Question

analyzing average wind patterns
the monthly wind speeds over a one - year period at denver international airport were recorded and the values for each month averaged. the average monthly wind speeds, in mph, from january to december during that time period were 9.7, 10.0, 10.8, 11.9, 11.0, 10.7, 10.3, 10.1, 9.9, 9.9, 9.6, and 10.1
use the statistics calculator to find the statistical measures
the median of the data set is
the mean of the data set is
the population standard deviation of the data set is

Explanation:

Step1: Arrange data in ascending order

9.6, 9.7, 9.9, 9.9, 10.0, 10.1, 10.1, 10.3, 10.7, 10.8, 11.0, 11.9

Step2: Calculate the median

Since there are 12 data - points (an even number), the median is the average of the 6th and 7th ordered values. Median=$\frac{10.1 + 10.1}{2}=10.1$

Step3: Calculate the mean

Mean=$\frac{9.6+9.7 + 9.9+9.9+10.0+10.1+10.1+10.3+10.7+10.8+11.0+11.9}{12}=\frac{123}{12}=10.25$

Step4: Calculate the population standard deviation

First, calculate the variance.
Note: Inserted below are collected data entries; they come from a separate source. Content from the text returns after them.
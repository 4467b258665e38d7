//! Metrics, alerts and health checks

mod alerts;
mod health;
mod metrics;

pub use self::alerts::{Alert, AlertSink, LogAlerts, WebhookAlerts};
pub use self::health::{
    check_recent_activity, probe_url, run_health_check, HealthReport, MIN_HEALTHY_MARKUP_LEN,
};
pub use self::metrics::{
    MetricsSink, NoopMetrics, PrometheusMetrics, ACTIVE_PROXIES, DATABASE_OPERATIONS_TOTAL,
    ERRORS_TOTAL, PRODUCTS_SCRAPED_TOTAL, REQUESTS_TOTAL, REQUEST_DURATION_SECONDS,
};
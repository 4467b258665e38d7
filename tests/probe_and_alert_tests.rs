//! HTTP-level tests for the proxy probe and the alert webhook
//!
//! These tests use wiremock to stand in for a forward proxy and for the
//! alert receiver.

use shelf_harvester::harvest::{HttpProxyProbe, ProxyPool, ProxyProbe, ProxyStatus};
use shelf_harvester::monitoring::{AlertSink, WebhookAlerts};
use std::sync::Arc;
use std::time::Duration;
use wiremock::matchers::{method, path};
use wiremock::{Mock, MockServer, ResponseTemplate};

const PROBE_TARGET: &str = "http://probe.invalid/ip";

#[tokio::test]
async fn test_probe_succeeds_through_working_proxy() {
    let proxy = MockServer::start().await;
    Mock::given(method("GET"))
        .respond_with(ResponseTemplate::new(200).set_body_string(r#"{"origin": "10.0.0.1"}"#))
        .mount(&proxy)
        .await;

    let probe = HttpProxyProbe::new(PROBE_TARGET);
    assert!(probe.probe(&proxy.uri(), Duration::from_secs(5)).await);
}

#[tokio::test]
async fn test_probe_fails_on_error_status() {
    let proxy = MockServer::start().await;
    Mock::given(method("GET"))
        .respond_with(ResponseTemplate::new(502))
        .mount(&proxy)
        .await;

    let probe = HttpProxyProbe::new(PROBE_TARGET);
    assert!(!probe.probe(&proxy.uri(), Duration::from_secs(5)).await);
}

#[tokio::test]
async fn test_probe_fails_on_unreachable_proxy() {
    let probe = HttpProxyProbe::new(PROBE_TARGET);
    assert!(!probe.probe("http://127.0.0.1:1", Duration::from_secs(2)).await);
}

#[tokio::test]
async fn test_probe_fails_when_proxy_is_too_slow() {
    let proxy = MockServer::start().await;
    Mock::given(method("GET"))
        .respond_with(ResponseTemplate::new(200).set_delay(Duration::from_secs(3)))
        .mount(&proxy)
        .await;

    let probe = HttpProxyProbe::new(PROBE_TARGET);
    assert!(!probe.probe(&proxy.uri(), Duration::from_millis(200)).await);
}

#[tokio::test]
async fn test_pool_selects_the_live_proxy() {
    let live = MockServer::start().await;
    Mock::given(method("GET"))
        .respond_with(ResponseTemplate::new(200))
        .mount(&live)
        .await;

    let dead = "http://127.0.0.1:1".to_string();
    let mut pool = ProxyPool::new(
        vec![dead.clone(), live.uri()],
        Arc::new(HttpProxyProbe::new(PROBE_TARGET)),
        Duration::from_secs(2),
    );

    let selected = pool.select().await.unwrap();
    assert_eq!(selected.address, live.uri());
    assert_ne!(pool.status_of(&dead), Some(ProxyStatus::Healthy));
}

#[tokio::test]
async fn test_webhook_alert_posts_json() {
    let receiver = MockServer::start().await;
    Mock::given(method("POST"))
        .and(path("/hooks/alerts"))
        .respond_with(ResponseTemplate::new(200))
        .expect(1)
        .mount(&receiver)
        .await;

    let alerts = WebhookAlerts::new(format!("{}/hooks/alerts", receiver.uri())).unwrap();
    alerts
        .notify("Harvest failed: tea", "No records were harvested.")
        .await;

    let requests = receiver.received_requests().await.unwrap();
    let body: serde_json::Value = serde_json::from_slice(&requests[0].body).unwrap();
    assert_eq!(body["subject"], "[Shelf Harvester Alert] Harvest failed: tea");
    assert!(body["body"]
        .as_str()
        .unwrap()
        .contains("No records were harvested."));
}

#[tokio::test]
async fn test_webhook_failure_is_swallowed() {
    let receiver = MockServer::start().await;
    Mock::given(method("POST"))
        .respond_with(ResponseTemplate::new(500))
        .mount(&receiver)
        .await;

    let alerts = WebhookAlerts::new(receiver.uri()).unwrap();
    // Must return normally even though delivery failed
    alerts.notify("Subject", "Body").await;

    let unreachable = WebhookAlerts::new("http://127.0.0.1:1/alerts").unwrap();
    unreachable.notify("Subject", "Body").await;
}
The formula for population variance $\sigma^{2}=\frac{\sum_{i = 1}^{n}(x_{i}-\mu)^{2}}{n}$, where $x_{i}$ are the data - points, $\mu$ is the mean, and $n$ is the number of data - points.
$(9.6 - 10.25)^{2}=(-0.65)^{2}=0.4225$, $(9.7 - 10.25)^{2}=(-0.55)^{2}=0.3025$, $(9.9 - 10.25)^{2}=(-0.35)^{2}=0.1225$ (twice), $(10.0 - 10.25)^{2}=(-0.25)^{2}=0.0625$, $(10.1 - 10.25)^{2}=(-0.15)^{2}=0.0225$ (twice), $(10.3 - 10.25)^{2}=(0.05)^{2}=0.0025$, $(10.7 - 10.25)^{2}=(0.45)^{2}=0.2025$, $(10.8 - 10.25)^{2}=(0.55)^{2}=0.3025$, $(11.0 - 10.25)^{2}=(0.75)^{2}=0.5625$, $(11.9 - 10.25)^{2}=(1.65)^{2}=2.7225$
$\sum_{i = 1}^{12}(x_{i}-10.25)^{2}=0.4225+0.3025 + 2\times0.1225+0.0625+2\times0.0225+0.0025+0.2025+0.3025+0.5625+2.7225 = 5.04$
Variance $\sigma^{2}=\frac{5.04}{12}=0.42$
Population standard deviation $\sigma=\sqrt{0.42}\approx0.648$

Answer:

Median: 10.1
Mean: 10.25
Population standard deviation: 0.648